Giulia Tirelli

Giulia Tirelli si forma come videomaker all'interno dell'Università degli Studi di Padova, dove tuttora è iscritta al corso di laurea Dams. Negli anni ha realizzato cortometraggi, documentari e documentazioni di eventi in ambito artistico-culturale. In seguito alla partecipazione a diversi workshop di critica teatrale, si unisce alla redazione nel 2009

#appuntidiunfestival pt.9: Alessandro Martinello

Serata intensa giovedì 30 agosto per B.Motion Teatro 2012: tre spettacoli in scena, che hanno portato gli spettatori a confrontarsi prima con la compagnia toscana inQuanto teatro, per poi tornare in Veneto con lo studio su Pinocchio degli affermati Babilonia Teatri, e poi con il lavoro di Alessandro Martinello Iai. Uno spettacolo che da un lato guarda all’opera di Yukio Mishima, in particolare a Introduzione alla filosofia dell’azione, dall’altro fa propria la ricerca sul video avviata dagli anni Settanta da Michele Sambin, attivo dal 1980 nella formazione padovana Tam Teatromusica.

Discostandosi leggermente da un’indagine sulla sintassi dell’immagine elettronica, la scena diviene uno spazio in cui mettere in campo una «tecnologia del sé» come viene definita dallo stesso performer, che introduce il lavoro servendosi di una videoproiezione in tempo reale: un flusso di coscienza che si fa luce, per poi impossessarsi nuovamente del corpo. La carne diventa un oggetto da sondare con videocamere e webcam, sino a esserne inglobati. Un’indagine che procede per frammenti, i cui strumenti sono palesati sulla scena e usati dal performer in tempo reale, come la musica curata da Luca Scapellato. Ne emerge un discorso che se da una parte mette in risalto l’impossibilità di una simultaneità tra tempo reale e tempo tecnologico – con le sue potenzialità di manipolazione –, dall’altro apre a una serie di riflessioni sull’unitarietà dell’individuo nell’era della diffusione dei dispositivi digitali, che minano la costruzione di identità unitarie, sollevando la necessità di recuperare un legame che sembra disgregarsi sempre più sotto la spinta del progresso.

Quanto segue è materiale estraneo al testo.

use serde::{Deserialize, Serialize};
use std::collections::BTreeMap;
use thiserror::Error;

use crate::board::Board;
use crate::tile::WILDCARD;

#[derive(Clone, Error, Debug, PartialEq)]
pub enum RulesError {
    #[error("Board layout rows must be non-empty and all the same length")]
    RaggedLayout,
    #[error("Unknown square code {code:?} at row {row}, column {col}")]
    UnknownSquareCode {
        code: String,
        row: usize,
        col: usize,
    },
    #[error("Board layout has no start square")]
    MissingStartSquare,
    #[error("Letter '{letter}' is distributed but has no score value")]
    MissingLetterScore { letter: char },
    #[error("Rack capacity must be at least 1")]
    ZeroRackCapacity,
    #[error("At least one player is required")]
    NoPlayers,
    #[error("Expected {expected} player names, got {found}")]
    PlayerNameMismatch { expected: usize, found: usize },
    #[error("The tile distribution holds {tiles} tiles but {required} are needed to deal every rack")]
    DistributionTooSmall { tiles: usize, required: usize },
}

/// Immutable game configuration, constructed once at game start and passed by
/// reference to the components that need it. Defaults match the standard
/// game: 15x15 board, 100 tiles, 7-tile racks, 50-point bingo.
#[derive(Clone, Debug, PartialEq, Serialize, Deserialize)]
#[serde(default)]
pub struct GameRules {
    pub player_count: usize,
    pub rack_capacity: usize,
    pub bingo_bonus: u32,
    pub zero_score_turn_limit: u32,
    pub board_layout: Vec<Vec<String>>,
    pub tile_distribution: BTreeMap<char, usize>,
    pub letter_scores: BTreeMap<char, u32>,
}

impl GameRules {
    /// Surfaces configuration problems at load time, before any of the
    /// settings reach the game.
    pub fn validate(&self) -> Result<(), RulesError> {
        Board::from_layout(&self.board_layout)?;

        if self.rack_capacity == 0 {
            return Err(RulesError::ZeroRackCapacity);
        }
        if self.player_count == 0 {
            return Err(RulesError::NoPlayers);
        }
        for &letter in self.tile_distribution.keys() {
            if letter != WILDCARD && !self.letter_scores.contains_key(&letter) {
                return Err(RulesError::MissingLetterScore { letter });
            }
        }

        let tiles = self.total_tiles();
        let required = self.rack_capacity * self.player_count;
        if tiles < required {
            return Err(RulesError::DistributionTooSmall { tiles, required });
        }
        Ok(())
    }

    /// Wildcards always score zero, whatever letter they are bound to.
    pub fn letter_value(&self, letter: char) -> u32 {
        if letter == WILDCARD {
            return 0;
        }
        self.letter_scores
            .get(&letter.to_ascii_uppercase())
            .copied()
            .unwrap_or(0)
    }

    pub fn total_tiles(&self) -> usize {
        self.tile_distribution.values().sum()
    }
}

impl Default for GameRules {
    fn default() -> Self {
        Self {
            player_count: 2,
            rack_capacity: 7,
            bingo_bonus: 50,
            zero_score_turn_limit: 6,
            board_layout: standard_layout(),
            tile_distribution: standard_distribution(),
            letter_scores: standard_letter_scores(),
        }
    }
}

#[rustfmt::skip]
fn standard_layout() -> Vec<Vec<String>> {
    let rows: [[&str; 15]; 15] = [
        ["TW", "  ", "  ", "DL", "  ", "  ", "  ", "TW", "  ", "  ", "  ", "DL", "  ", "  ", "TW"],
        ["  ", "DW", "  ", "  ", "  ", "TL", "  ", "  ", "  ", "TL", "  ", "  ", "  ", "DW", "  "],
        ["  ", "  ", "DW", "  ", "  ", "  ", "DL", "  ", "DL", "  ", "  ", "  ", "DW", "  ", "  "],
        ["DL", "  ", "  ", "DW", "  ", "  ", "  ", "DL", "  ", "  ", "  ", "DW", "  ", "  ", "DL"],
        ["  ", "  ", "  ", "  ", "DW", "  ", "  ", "  ", "  ", "  ", "DW", "  ", "  ", "  ", "  "],
        ["  ", "TL", "  ", "  ", "  ", "TL", "  ", "  ", "  ", "TL", "  ", "  ", "  ", "TL", "  "],
        ["  ", "  ", "DL", "  ", "  ", "  ", "DL", "  ", "DL", "  ", "  ", "  ", "DL", "  ", "  "],
        ["TW", "  ", "  ", "DL", "  ", "  ", "  ", "ST", "  ", "  ", "  ", "DL", "  ", "  ", "TW"],
        ["  ", "  ", "DL", "  ", "  ", "  ", "DL", "  ", "DL", "  ", "  ", "  ", "DL", "  ", "  "],
        ["  ", "TL", "  ", "  ", "  ", "TL", "  ", "  ", "  ", "TL", "  ", "  ", "  ", "TL", "  "],
        ["  ", "  ", "  ", "  ", "DW", "  ", "  ", "  ", "  ", "  ", "DW", "  ", "  ", "  ", "  "],
        ["DL", "  ", "  ", "DW", "  ", "  ", "  ", "DL", "  ", "  ", "  ", "DW", "  ", "  ", "DL"],
        ["  ", "  ", "DW", "  ", "  ", "  ", "DL", "  ", "DL", "  ", "  ", "  ", "DW", "  ", "  "],
        ["  ", "DW", "  ", "  ", "  ", "TL", "  ", "  ", "  ", "TL", "  ", "  ", "  ", "DW", "  "],
        ["TW", "  ", "  ", "DL", "  ", "  ", "  ", "TW", "  ", "  ", "  ", "DL", "  ", "  ", "TW"],
    ];
    rows.iter()
        .map(|row| row.iter().map(|code| code.to_string()).collect())
        .collect()
}

fn standard_distribution() -> BTreeMap<char, usize> {
    [
        ('A', 9), ('B', 2), ('C', 2), ('D', 4), ('E', 12), ('F', 2), ('G', 3),
        ('H', 2), ('I', 9), ('J', 1), ('K', 1), ('L', 4), ('M', 2), ('N', 6),
        ('O', 8), ('P', 2), ('Q', 1), ('R', 6), ('S', 4), ('T', 6), ('U', 4),
        ('V', 2), ('W', 2), ('X', 1), ('Y', 2), ('Z', 1), (WILDCARD, 2),
    ]
    .into_iter()
    .collect()
}

fn standard_letter_scores() -> BTreeMap<char, u32> {
    [
        ('A', 1), ('B', 3), ('C', 3), ('D', 2), ('E', 1), ('F', 4), ('G', 2),
        ('H', 4), ('I', 1), ('J', 8), ('K', 5), ('L', 1), ('M', 3), ('N', 1),
        ('O', 1), ('P', 3), ('Q', 10), ('R', 1), ('S', 1), ('T', 1), ('U', 1),
        ('V', 4), ('W', 4), ('X', 8), ('Y', 4), ('Z', 10), (WILDCARD, 0),
    ]
    .into_iter()
    .collect()
}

#appuntidiunfestival pt.6: quotidiana.com

A B.Motion Teatro va in scena la seconda parte della Trilogia dell’inesistenteSembra ma non soffro della compagnia riminese quotidiana.com. Un lavoro che strappa risate amare al pubblico in sala, trascinato da un testo che si muove per frammenti, pause e riprese. Roberto Scappin e Paola Vannoni si armano di un’ironia dissacrante, declamata da quello che col procedere dello spettacolo si rivela essere un altare per peccatori. Ci si trova così ad assistere a una messa in cui la figura del prete, del confessore e del credente si fondono per dare vita a un cortocircuito indotto dall’incongruenza tra un senso dell’umorismo blasfemo e una partitura vocale improntata al monotòno e alla noia. In questa frattura che si viene a consolidare durante la messinscena, il quotidiano si insinua tra le pieghe di parole capaci di scheggiare, graffiare e abbandonare lo spettatore in un purgatorio che è tutto reale, fatto di domande irrisolte e incertezze.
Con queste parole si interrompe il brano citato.